More modern construction methods of repairing or renewing a flat roof are the usage of a liquid rubber or rubber membranes or waterproof felt materials and bitumen laid over a concrete screed. Membranes can also be made of polyester reinforced PVC Liquid rubber, polyisobutylene (PIB) synthetic rubber and polyvinyl chloride (PVC) which is a thermoplastic polymer.

One advantage of a liquid based material is that it can penetrate into cracks in the concrete and help prevent leakage. This can be used in flat roof repairs or in the construction of a complete new roof. The main disadvantage is that the roof must not have a gradient or the liquid will run off or become uneven, leaving areas of the roof with no protection. Liquids can provide a barrier which is both flexible and seamless when applied correctly and can come in a range of colours to complement your property and its surroundings.

A disadvantage of the application of felt materials and rolls of rubber membranes are that they may leave vulnerable areas where the edges of the sheets meet if they are not sealed correctly. Some single-ply roofing is an impervious membrane which is self sealing, requiring no hot sealant therefore reducing the risk of accidents as well as ensuring watertight joints.
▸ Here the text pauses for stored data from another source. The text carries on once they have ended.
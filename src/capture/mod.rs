//! Header and body capture.
//!
//! # Data Flow
//! ```text
//! request headers ──► headers.rs (allow-list) ──► record attributes
//! request body ─────► body.rs RequestBodyTap ──► handler
//!                          └─► BodyCapture (bounded buffer)
//! response body ────► http::response::AuditedBody ──► client
//!                          └─► BodyCapture (bounded buffer)
//! ```

pub mod body;
pub mod headers;

pub use body::{BodyCapture, BodyPolicy, CapturedBody, RequestBodyTap, UnreadBody, TRUNCATION_MARKER};
pub use headers::{content_type, header_attrs};
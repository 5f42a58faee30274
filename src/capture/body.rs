//! Body capture.
//!
//! # Responsibilities
//! - Mirror body bytes into a bounded buffer without altering the stream
//! - Track whether the request body was consumed to end-of-stream
//! - Hand an unread request remainder back to the middleware for draining
//! - Render captured bytes under the content-type and length policy
//!
//! # Design Decisions
//! - Capture can be switched on after the stream was wrapped; bytes that
//!   flowed before that are not captured
//! - Errors from the inner body propagate unchanged; whatever was captured
//!   up to the error is still reported

use std::pin::Pin;
use std::sync::atomic::{AtomicBool, Ordering};
use std::sync::{Arc, Mutex, PoisonError};
use std::task::{Context, Poll};

use axum::body::Body;
use bytes::{Bytes, BytesMut};
use http_body::{Body as HttpBody, Frame, SizeHint};
use http_body_util::BodyExt;

/// Suffix appended to bodies cut at the configured maximum length.
pub const TRUNCATION_MARKER: &str = "... [trimmed]";

/// Bounded in-memory copy of a body stream, shared between the stream
/// wrapper and the audit record.
#[derive(Debug, Clone)]
pub struct BodyCapture {
    inner: Arc<CaptureState>,
}

#[derive(Debug)]
struct CaptureState {
    enabled: AtomicBool,
    finished: AtomicBool,
    /// `None` keeps everything.
    limit: Option<usize>,
    buffer: Mutex<Captured>,
}

#[derive(Debug, Default)]
struct Captured {
    bytes: BytesMut,
    truncated: bool,
}

/// Snapshot of captured bytes.
#[derive(Debug, Clone, Default, PartialEq, Eq)]
pub struct CapturedBody {
    pub bytes: Bytes,
    /// More bytes flowed than the buffer kept.
    pub truncated: bool,
}

impl BodyCapture {
    pub fn new(limit: Option<usize>, enabled: bool) -> Self {
        Self {
            inner: Arc::new(CaptureState {
                enabled: AtomicBool::new(enabled),
                finished: AtomicBool::new(false),
                limit,
                buffer: Mutex::new(Captured::default()),
            }),
        }
    }

    /// Start capturing. Idempotent.
    pub fn enable(&self) {
        self.inner.enabled.store(true, Ordering::Release);
    }

    pub fn is_enabled(&self) -> bool {
        self.inner.enabled.load(Ordering::Acquire)
    }

    /// Keep what fits of a chunk flowing through the stream.
    pub fn record(&self, chunk: &[u8]) {
        if !self.is_enabled() || chunk.is_empty() {
            return;
        }

        let mut buf = self.inner.buffer.lock().unwrap_or_else(PoisonError::into_inner);
        let room = match self.inner.limit {
            Some(limit) => limit.saturating_sub(buf.bytes.len()),
            None => chunk.len(),
        };
        let take = room.min(chunk.len());
        buf.bytes.extend_from_slice(&chunk[..take]);
        if take < chunk.len() {
            buf.truncated = true;
        }
    }

    pub fn mark_finished(&self) {
        self.inner.finished.store(true, Ordering::Release);
    }

    /// The stream reached end-of-stream while wrapped.
    pub fn is_finished(&self) -> bool {
        self.inner.finished.load(Ordering::Acquire)
    }

    pub fn snapshot(&self) -> CapturedBody {
        let buf = self.inner.buffer.lock().unwrap_or_else(PoisonError::into_inner);
        CapturedBody {
            bytes: Bytes::copy_from_slice(&buf.bytes),
            truncated: buf.truncated,
        }
    }
}

/// Content-type and length policy for captured bodies.
#[derive(Debug, Clone)]
pub struct BodyPolicy {
    /// Content types considered safe to log, matched as prefixes.
    pub content_types: Vec<String>,
    /// Maximum rendered length in bytes; `<= 0` means no limit.
    pub max_len: i64,
}

impl BodyPolicy {
    /// Buffer bound matching the rendered maximum length.
    pub fn capture_limit(&self) -> Option<usize> {
        usize::try_from(self.max_len).ok().filter(|n| *n > 0)
    }

    fn allows(&self, content_type: &str) -> bool {
        self.content_types
            .iter()
            .any(|allowed| content_type.starts_with(allowed.as_str()))
    }

    /// Render a captured body for the record.
    pub fn render(&self, body: &CapturedBody, content_type: &str) -> String {
        self.render_bytes(&body.bytes, body.truncated, content_type)
    }

    pub fn render_bytes(&self, body: &[u8], truncated: bool, content_type: &str) -> String {
        if body.is_empty() {
            return String::new();
        }
        if !self.allows(content_type) {
            return format!("[body redacted for Content-Type: {content_type}]");
        }

        match self.capture_limit() {
            Some(limit) if body.len() > limit => format!(
                "{}{TRUNCATION_MARKER}",
                String::from_utf8_lossy(trim_partial_char(&body[..limit]))
            ),
            _ if truncated => format!(
                "{}{TRUNCATION_MARKER}",
                String::from_utf8_lossy(trim_partial_char(body))
            ),
            _ => String::from_utf8_lossy(body).into_owned(),
        }
    }
}

/// Drop a UTF-8 sequence cut short at the end of `bytes`.
fn trim_partial_char(bytes: &[u8]) -> &[u8] {
    let tail = bytes.len().saturating_sub(3);
    for i in (tail..bytes.len()).rev() {
        let b = bytes[i];
        if b & 0xC0 == 0x80 {
            continue;
        }
        let width = match b {
            0xC0..=0xDF => 2,
            0xE0..=0xEF => 3,
            0xF0..=0xF7 => 4,
            _ => 1,
        };
        return if i + width > bytes.len() { &bytes[..i] } else { bytes };
    }
    bytes
}

/// Slot through which a request body that was dropped before end-of-stream
/// is handed back for draining.
#[derive(Clone, Default)]
pub struct UnreadBody {
    slot: Arc<Mutex<Option<Body>>>,
}

impl UnreadBody {
    fn put(&self, body: Body) {
        *self.slot.lock().unwrap_or_else(PoisonError::into_inner) = Some(body);
    }

    pub fn take(&self) -> Option<Body> {
        self.slot.lock().unwrap_or_else(PoisonError::into_inner).take()
    }

    /// Read and discard the remainder. Returns the number of bytes drained.
    ///
    /// Read errors stop the drain; the count so far is returned.
    pub async fn drain(&self) -> u64 {
        let Some(mut body) = self.take() else {
            return 0;
        };
        let mut drained = 0u64;
        while let Some(frame) = body.frame().await {
            match frame {
                Ok(frame) => {
                    if let Some(data) = frame.data_ref() {
                        drained += data.len() as u64;
                    }
                }
                Err(e) => {
                    tracing::debug!(error = %e, drained, "Request body drain stopped");
                    break;
                }
            }
        }
        drained
    }
}

/// Request body wrapper that tees into a [`BodyCapture`].
pub struct RequestBodyTap {
    inner: Option<Body>,
    capture: BodyCapture,
    unread: UnreadBody,
}

impl RequestBodyTap {
    pub fn new(inner: Body, capture: BodyCapture, unread: UnreadBody) -> Self {
        Self {
            inner: Some(inner),
            capture,
            unread,
        }
    }
}

impl HttpBody for RequestBodyTap {
    type Data = Bytes;
    type Error = axum::Error;

    fn poll_frame(
        mut self: Pin<&mut Self>,
        cx: &mut Context<'_>,
    ) -> Poll<Option<Result<Frame<Self::Data>, Self::Error>>> {
        let this = &mut *self;
        let Some(inner) = this.inner.as_mut() else {
            return Poll::Ready(None);
        };

        match Pin::new(inner).poll_frame(cx) {
            Poll::Ready(Some(Ok(frame))) => {
                if let Some(data) = frame.data_ref() {
                    this.capture.record(data);
                }
                Poll::Ready(Some(Ok(frame)))
            }
            Poll::Ready(None) => {
                this.capture.mark_finished();
                Poll::Ready(None)
            }
            other => other,
        }
    }

    fn is_end_stream(&self) -> bool {
        self.inner.as_ref().map_or(true, |b| b.is_end_stream())
    }

    fn size_hint(&self) -> SizeHint {
        self.inner
            .as_ref()
            .map_or_else(|| SizeHint::with_exact(0), |b| b.size_hint())
    }
}

impl Drop for RequestBodyTap {
    fn drop(&mut self) {
        let Some(body) = self.inner.take() else {
            return;
        };
        if body.is_end_stream() {
            self.capture.mark_finished();
        } else if !self.capture.is_finished() {
            self.unread.put(body);
        }
    }
}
All materials used when installing flat roof must be environmentally friendly and meet the current building regulations. Materials must be weatherproof, be resistant to ultra-violet radiation and maintain their physical properties under a wide range of temperatures. Some flat roofs are tiled on top of the sealants and are used as barbecue areas or gardens, especially in urban areas.

Whether you are installing a new flat roof or carrying out roofing repairs, the main consideration is to ensure that it is watertight or the joists and underlying construction of the whole roof may be compromised. Another consideration is that the work must be able to withstand the rigours of the climate for years to come. If you are doing the work yourself, by using a roofing material which is recommended by the building trade, you will minimise the risk of leaks in your flat roof, thereby causing future problems. A reputable roofing contractor will always use approved roofing materials when constructing your flat roof, meet all the current building regulations and give a guarantee of workmanship.